The lines to copy from the data below are those that hold the string "every".

*** SUPPLIED ENTRIES ***

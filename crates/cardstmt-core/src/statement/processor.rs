//! Per-document pipeline: read, extract text, parse.

use std::path::Path;

use tracing::info;

use super::StatementParser;
use crate::models::config::StatementConfig;
use crate::models::record::ResultRecord;
use crate::pdf::PdfExtractor;
use crate::Result;

/// Turns one statement file into a [`ResultRecord`].
pub struct StatementProcessor {
    extractor: PdfExtractor,
    parser: StatementParser,
}

impl StatementProcessor {
    pub fn new(extractor: PdfExtractor, parser: StatementParser) -> Self {
        Self { extractor, parser }
    }

    pub fn from_config(config: &StatementConfig) -> Self {
        Self::new(
            PdfExtractor::from_config(&config.pdf),
            StatementParser::from_config(&config.classifier),
        )
    }

    pub fn parser(&self) -> &StatementParser {
        &self.parser
    }

    /// Process a single statement.
    ///
    /// Extraction failures are returned to the caller unchanged; converting
    /// them into error records is left to the batch driver.
    pub fn process(&self, path: &Path, password: &str) -> Result<ResultRecord> {
        info!("Processing {}", path.display());

        let text = self.extractor.extract_file(path, password)?;
        let parsed = self.parser.identify_and_parse(&text);

        Ok(ResultRecord::new(parsed.bank, parsed.fields, path.display().to_string()))
    }
}

impl Default for StatementProcessor {
    fn default() -> Self {
        Self::new(PdfExtractor::default(), StatementParser::default())
    }
}

#[cfg(test)]
mod tests {
    use super::*;
    use crate::error::{CardStmtError, PdfError};
    use crate::models::record::{BankId, FieldRecord};
    use crate::pdf::TextBackend;
    use pretty_assertions::assert_eq;
    use std::fs;
    use tempfile::TempDir;

    struct CannedText(&'static str);

    impl TextBackend for CannedText {
        fn name(&self) -> &'static str {
            "canned"
        }

        fn extract_text(&self, _data: &[u8], _password: &str) -> crate::pdf::Result<String> {
            Ok(self.0.to_string())
        }
    }

    struct Rejecting;

    impl TextBackend for Rejecting {
        fn name(&self) -> &'static str {
            "rejecting"
        }

        fn extract_text(&self, _data: &[u8], password: &str) -> crate::pdf::Result<String> {
            Err(if password.is_empty() {
                PdfError::PasswordRequired
            } else {
                PdfError::InvalidPassword
            })
        }
    }

    fn processor(primary: Box<dyn TextBackend>, secondary: Box<dyn TextBackend>) -> StatementProcessor {
        StatementProcessor::new(
            PdfExtractor::with_backends(primary, secondary),
            StatementParser::default(),
        )
    }

    fn write_file(dir: &TempDir, name: &str) -> std::path::PathBuf {
        let path = dir.path().join(name);
        fs::write(&path, b"%PDF-1.4 placeholder").unwrap();
        path
    }

    #[test]
    fn test_process_attaches_bank_and_source() {
        let dir = TempDir::new().unwrap();
        let path = write_file(&dir, "stmt.pdf");
        let processor = processor(
            Box::new(CannedText("Connections Checking\nEnding Balance $42.00")),
            Box::new(CannedText("")),
        );

        let record = processor.process(&path, "").unwrap();

        assert_eq!(record.bank, Some(BankId::Bank2));
        assert_eq!(record.fields.total_balance.as_deref(), Some("42.00"));
        assert_eq!(record.source_file, path.display().to_string());
        assert_eq!(record.error, None);
    }

    #[test]
    fn test_unclassified_document() {
        let dir = TempDir::new().unwrap();
        let path = write_file(&dir, "other.pdf");
        let processor = processor(Box::new(CannedText("Quarterly newsletter")), Box::new(CannedText("")));

        let record = processor.process(&path, "").unwrap();

        assert_eq!(record.bank, Some(BankId::Unknown));
        assert_eq!(record.fields, FieldRecord::absent());
        assert!(!record.is_error());
    }

    #[test]
    fn test_wrong_password_propagates() {
        let dir = TempDir::new().unwrap();
        let path = write_file(&dir, "locked.pdf");
        let processor = processor(Box::new(Rejecting), Box::new(CannedText("ICICI")));

        let err = processor.process(&path, "hunter2").unwrap_err();

        assert!(err.is_authentication());
        assert!(matches!(err, CardStmtError::Pdf(PdfError::InvalidPassword)));
    }

    #[test]
    fn test_missing_file_propagates() {
        let dir = TempDir::new().unwrap();
        let err = StatementProcessor::default()
            .process(&dir.path().join("absent.pdf"), "")
            .unwrap_err();

        assert!(matches!(err, CardStmtError::Io(_)));
    }

    #[test]
    fn test_unreadable_pdf_fails_with_both_causes() {
        let dir = TempDir::new().unwrap();
        let path = write_file(&dir, "broken.pdf");
        fs::write(&path, b"not a pdf at all").unwrap();

        let err = StatementProcessor::default().process(&path, "").unwrap_err();

        assert!(matches!(err, CardStmtError::Pdf(PdfError::ExtractionFailed { .. })));
        assert!(!err.is_authentication());
    }
}
//! strata-test-utils — deterministic provider doubles for tests.
//!
//! Offline stand-ins for the LLM, embedding, and rerank providers:
//! scripted completions, hash-based embeddings, and fixed-similarity
//! reranking. No network access anywhere.

use std::collections::BTreeMap;
use std::hash::{Hash, Hasher};
use std::sync::atomic::{AtomicUsize, Ordering};

use async_trait::async_trait;
use serde_json::{json, Value};

use strata_common::{ComponentRecord, InputType, ProviderError, RankedResult};
use strata_providers::embedding::l2_normalize;
use strata_providers::{EmbeddingModel, LlmProvider, Reranker};

/// The four-section AI/healthcare sample paper used across the ingest
/// tests: Introduction, Methods, Results, Conclusion; 27 non-empty lines.
pub const SAMPLE_PAPER: &str = "\
Introduction
Artificial intelligence has revolutionized many fields in recent years, fundamentally changing how we approach complex problems.
This paper examines the impact of AI on healthcare, particularly in diagnostic and treatment planning applications.
The integration of AI systems into clinical workflows has shown promising results across multiple specialties.
Recent advances in machine learning algorithms and computational power have made it possible to process vast amounts of medical data efficiently.
Despite these advances, questions remain about the optimal implementation of AI in healthcare settings.

Methods
We conducted a systematic review of 100 papers published between 2019 and 2024 in major medical and computer science journals.
The papers were analyzed using both quantitative and qualitative methods to assess the impact of AI implementations.
Our analysis framework included metrics for diagnostic accuracy, clinical workflow efficiency, and patient outcomes.
We specifically focused on studies that implemented deep learning models in radiology, pathology, and clinical decision support.
The selected papers were independently reviewed by three researchers using a standardized evaluation protocol.
Statistical analysis was performed using R version 4.2.0, with significance set at p < 0.05.

Results
Our analysis showed significant improvements in diagnostic accuracy across multiple medical specialties.
AI systems demonstrated 95% accuracy in image recognition tasks, particularly in radiology and dermatology applications.
Implementation of AI-powered clinical decision support tools reduced diagnostic time by an average of 37%.
Cost-benefit analyses revealed a positive return on investment within 18 months of implementation.
Patient satisfaction scores increased by 22% in facilities using AI-assisted diagnostic tools.
Notably, integration challenges were reported in 45% of implementations, primarily related to workflow adaptation.
The highest success rates were observed in facilities that implemented comprehensive staff training programs.

Conclusion
AI has shown great promise in healthcare applications, particularly in diagnostic and decision support roles.
Future research should focus on implementation challenges and strategies for seamless integration into clinical workflows.
Our findings suggest that successful AI implementation requires a balanced approach considering technical, organizational, and human factors.
Standardization of AI validation protocols and implementation guidelines emerges as a critical need in the field.
The potential for AI to improve healthcare delivery remains high, but careful consideration must be given to practical implementation challenges.";

/// The section starts of [`SAMPLE_PAPER`] after line indexing.
pub fn sample_paper_sections() -> Vec<(String, u32)> {
    vec![
        ("Introduction".to_string(), 0),
        ("Methods".to_string(), 6),
        ("Results".to_string(), 13),
        ("Conclusion".to_string(), 21),
    ]
}

type SectionerFn = Box<dyn Fn(&str) -> Value + Send + Sync>;

/// Scripted LLM: answers sectioning prompts through a caller-supplied
/// closure over the prompt, and title/summary prompts with fixed strings.
pub struct ScriptedLlm {
    pub title: String,
    pub summary: String,
    sectioner: SectionerFn,
    calls: AtomicUsize,
}

impl ScriptedLlm {
    pub fn new(sectioner: impl Fn(&str) -> Value + Send + Sync + 'static) -> Self {
        Self {
            title: "Generated Title".to_string(),
            summary: "Generated summary.".to_string(),
            sectioner: Box::new(sectioner),
            calls: AtomicUsize::new(0),
        }
    }

    /// Always reply with the same section list.
    pub fn with_sections(sections: Vec<(String, u32)>) -> Self {
        Self::new(move |_| sections_reply(&sections))
    }

    /// Number of `complete` calls made so far.
    pub fn call_count(&self) -> usize {
        self.calls.load(Ordering::SeqCst)
    }

    /// Extract the window start line from a sectioning prompt, for
    /// scripting multi-window replies.
    pub fn window_start(prompt: &str) -> Option<u32> {
        let tail = prompt.split("starts at line ").nth(1)?;
        let digits: String = tail.chars().take_while(|c| c.is_ascii_digit()).collect();
        digits.parse().ok()
    }
}

/// Build a well-formed sectioning reply.
pub fn sections_reply(sections: &[(String, u32)]) -> Value {
    json!({
        "sections": sections
            .iter()
            .map(|(title, start)| json!({"title": title, "start_index": start}))
            .collect::<Vec<_>>()
    })
}

#[async_trait]
impl LlmProvider for ScriptedLlm {
    async fn complete(&self, prompt: &str, schema: &Value) -> Result<Value, ProviderError> {
        self.calls.fetch_add(1, Ordering::SeqCst);
        let schema_text = schema.to_string();
        if schema_text.contains("\"sections\"") {
            Ok((self.sectioner)(prompt))
        } else if schema_text.contains("\"title\"") {
            Ok(json!({"title": self.title}))
        } else if schema_text.contains("\"summary\"") {
            Ok(json!({"summary": self.summary}))
        } else {
            Err(ProviderError::Permanent(format!("unscripted schema: {schema_text}")))
        }
    }

    fn to_record(&self) -> ComponentRecord {
        ComponentRecord::new("ScriptedLlm", Value::Null)
    }
}

/// An LLM whose every call fails, for exercising retry exhaustion.
pub struct FailingLlm {
    pub transient: bool,
}

#[async_trait]
impl LlmProvider for FailingLlm {
    async fn complete(&self, _prompt: &str, _schema: &Value) -> Result<Value, ProviderError> {
        if self.transient {
            Err(ProviderError::Transient("injected transient failure".to_string()))
        } else {
            Err(ProviderError::Permanent("injected permanent failure".to_string()))
        }
    }

    fn to_record(&self) -> ComponentRecord {
        ComponentRecord::new("FailingLlm", Value::Null)
    }
}

/// Deterministic bag-of-words embedding: each whitespace token hashes to
/// a dimension, counts are L2-normalized. Similar texts share tokens and
/// therefore direction.
pub struct HashEmbedding {
    dimension: usize,
}

impl HashEmbedding {
    pub fn new(dimension: usize) -> Self {
        Self { dimension }
    }

    fn embed_one(&self, text: &str) -> Vec<f32> {
        let mut vector = vec![0.0f32; self.dimension];
        for token in text.split_whitespace() {
            let mut hasher = std::collections::hash_map::DefaultHasher::new();
            token.to_lowercase().hash(&mut hasher);
            let index = (hasher.finish() as usize) % self.dimension;
            vector[index] += 1.0;
        }
        l2_normalize(&mut vector);
        vector
    }
}

#[async_trait]
impl EmbeddingModel for HashEmbedding {
    async fn embed(
        &self,
        texts: &[String],
        _input_type: InputType,
    ) -> Result<Vec<Vec<f32>>, ProviderError> {
        Ok(texts.iter().map(|t| self.embed_one(t)).collect())
    }

    fn dimension(&self) -> usize {
        self.dimension
    }

    fn to_record(&self) -> ComponentRecord {
        ComponentRecord::new("HashEmbedding", json!({"dimension": self.dimension}))
    }
}

/// Reranker that assigns each hit a fixed similarity by `doc_id`,
/// dropping hits from unknown documents. Gives tests exact control over
/// the relevance synthesis input.
pub struct FixedSimilarityReranker {
    similarities: BTreeMap<String, f32>,
}

impl FixedSimilarityReranker {
    pub fn new(pairs: &[(&str, f32)]) -> Self {
        Self {
            similarities: pairs.iter().map(|(d, s)| (d.to_string(), *s)).collect(),
        }
    }
}

#[async_trait]
impl Reranker for FixedSimilarityReranker {
    async fn rerank(
        &self,
        _query: &str,
        results: Vec<RankedResult>,
    ) -> Result<Vec<RankedResult>, ProviderError> {
        let mut out: Vec<RankedResult> = results
            .into_iter()
            .filter_map(|mut r| {
                let similarity = *self.similarities.get(&r.doc_id)?;
                r.similarity = similarity;
                Some(r)
            })
            .collect();
        out.sort_by(|a, b| b.similarity.total_cmp(&a.similarity));
        Ok(out)
    }

    fn to_record(&self) -> ComponentRecord {
        ComponentRecord::new("FixedSimilarityReranker", Value::Null)
    }
}
//! Segment materialization.
//!
//! Turns selected meta-address intervals into user-visible segments:
//! text (chunk contents under a document header) or page-image paths,
//! with `dynamic` choosing per segment and a text fallback when no image
//! files exist.

use tracing::debug;

use strata_common::{ReturnMode, Result, Segment, SegmentContent, StrataError};
use strata_rse::{MetaDocument, ScoredSegment};

use crate::components::Components;

pub(crate) async fn materialize_segment(
    kb_id: &str,
    components: &Components,
    meta: &MetaDocument,
    segment: &ScoredSegment,
    return_mode: ReturnMode,
) -> Result<Segment> {
    let (doc_index, chunk_start) = meta
        .resolve(segment.start)
        .ok_or_else(|| StrataError::Store("segment outside the meta-document".to_string()))?;
    let doc_id = meta.doc_id(doc_index).to_string();
    let chunk_end = chunk_start + segment.len() as u32;

    let (page_start, _) = components
        .chunk_store
        .get_chunk_page_numbers(&doc_id, chunk_start)
        .await?;
    let (_, page_end) = components
        .chunk_store
        .get_chunk_page_numbers(&doc_id, chunk_end - 1)
        .await?;

    let mode = match return_mode {
        ReturnMode::Dynamic => {
            let mut visual = false;
            for index in chunk_start..chunk_end {
                if components.chunk_store.get_is_visual(&doc_id, index).await? {
                    visual = true;
                    break;
                }
            }
            if visual { ReturnMode::PageImages } else { ReturnMode::Text }
        }
        other => other,
    };

    if mode == ReturnMode::PageImages {
        if let (Some(start), Some(end)) = (page_start, page_end) {
            let files = components
                .file_system
                .get_files(kb_id, &doc_id, start, end)
                .await?;
            if !files.is_empty() {
                return Ok(Segment {
                    doc_id,
                    chunk_start,
                    chunk_end,
                    content: SegmentContent::PageImages(files),
                    segment_page_start: page_start,
                    segment_page_end: page_end,
                    score: segment.score,
                });
            }
        }
        debug!(doc_id, "no page images for segment, falling back to text");
    }

    let text = segment_text(components, &doc_id, chunk_start, chunk_end).await?;
    Ok(Segment {
        doc_id,
        chunk_start,
        chunk_end,
        content: SegmentContent::Text(text),
        segment_page_start: page_start,
        segment_page_end: page_end,
        score: segment.score,
    })
}

async fn segment_text(
    components: &Components,
    doc_id: &str,
    chunk_start: u32,
    chunk_end: u32,
) -> Result<String> {
    let title = components
        .chunk_store
        .get_document_title(doc_id)
        .await?
        .unwrap_or_default();
    let summary = components
        .chunk_store
        .get_document_summary(doc_id)
        .await?
        .unwrap_or_default();

    let mut parts = Vec::new();
    let header = segment_header(&title, &summary);
    if !header.is_empty() {
        parts.push(header);
    }
    for index in chunk_start..chunk_end {
        if let Some(text) = components.chunk_store.get_chunk_text(doc_id, index).await? {
            parts.push(text);
        }
    }
    Ok(parts.join("\n\n").trim().to_string())
}

/// The header prefixed to every text segment: document title and summary,
/// empty parts elided.
pub fn segment_header(document_title: &str, document_summary: &str) -> String {
    [document_title, document_summary]
        .iter()
        .filter(|part| !part.is_empty())
        .copied()
        .collect::<Vec<_>>()
        .join("\n\n")
}

#[cfg(test)]
mod tests {
    use super::*;

    #[test]
    fn test_segment_header_elides_empty_summary() {
        assert_eq!(segment_header("Title", ""), "Title");
        assert_eq!(segment_header("Title", "Summary"), "Title\n\nSummary");
        assert_eq!(segment_header("", ""), "");
    }
}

*** End of SUPPLIED ENTRIES ***

RESPONSE AREA -
/// An LLM whose every call fails, for exercising retry exhaustion.
/// The header prefixed to every text segment: document title and summary,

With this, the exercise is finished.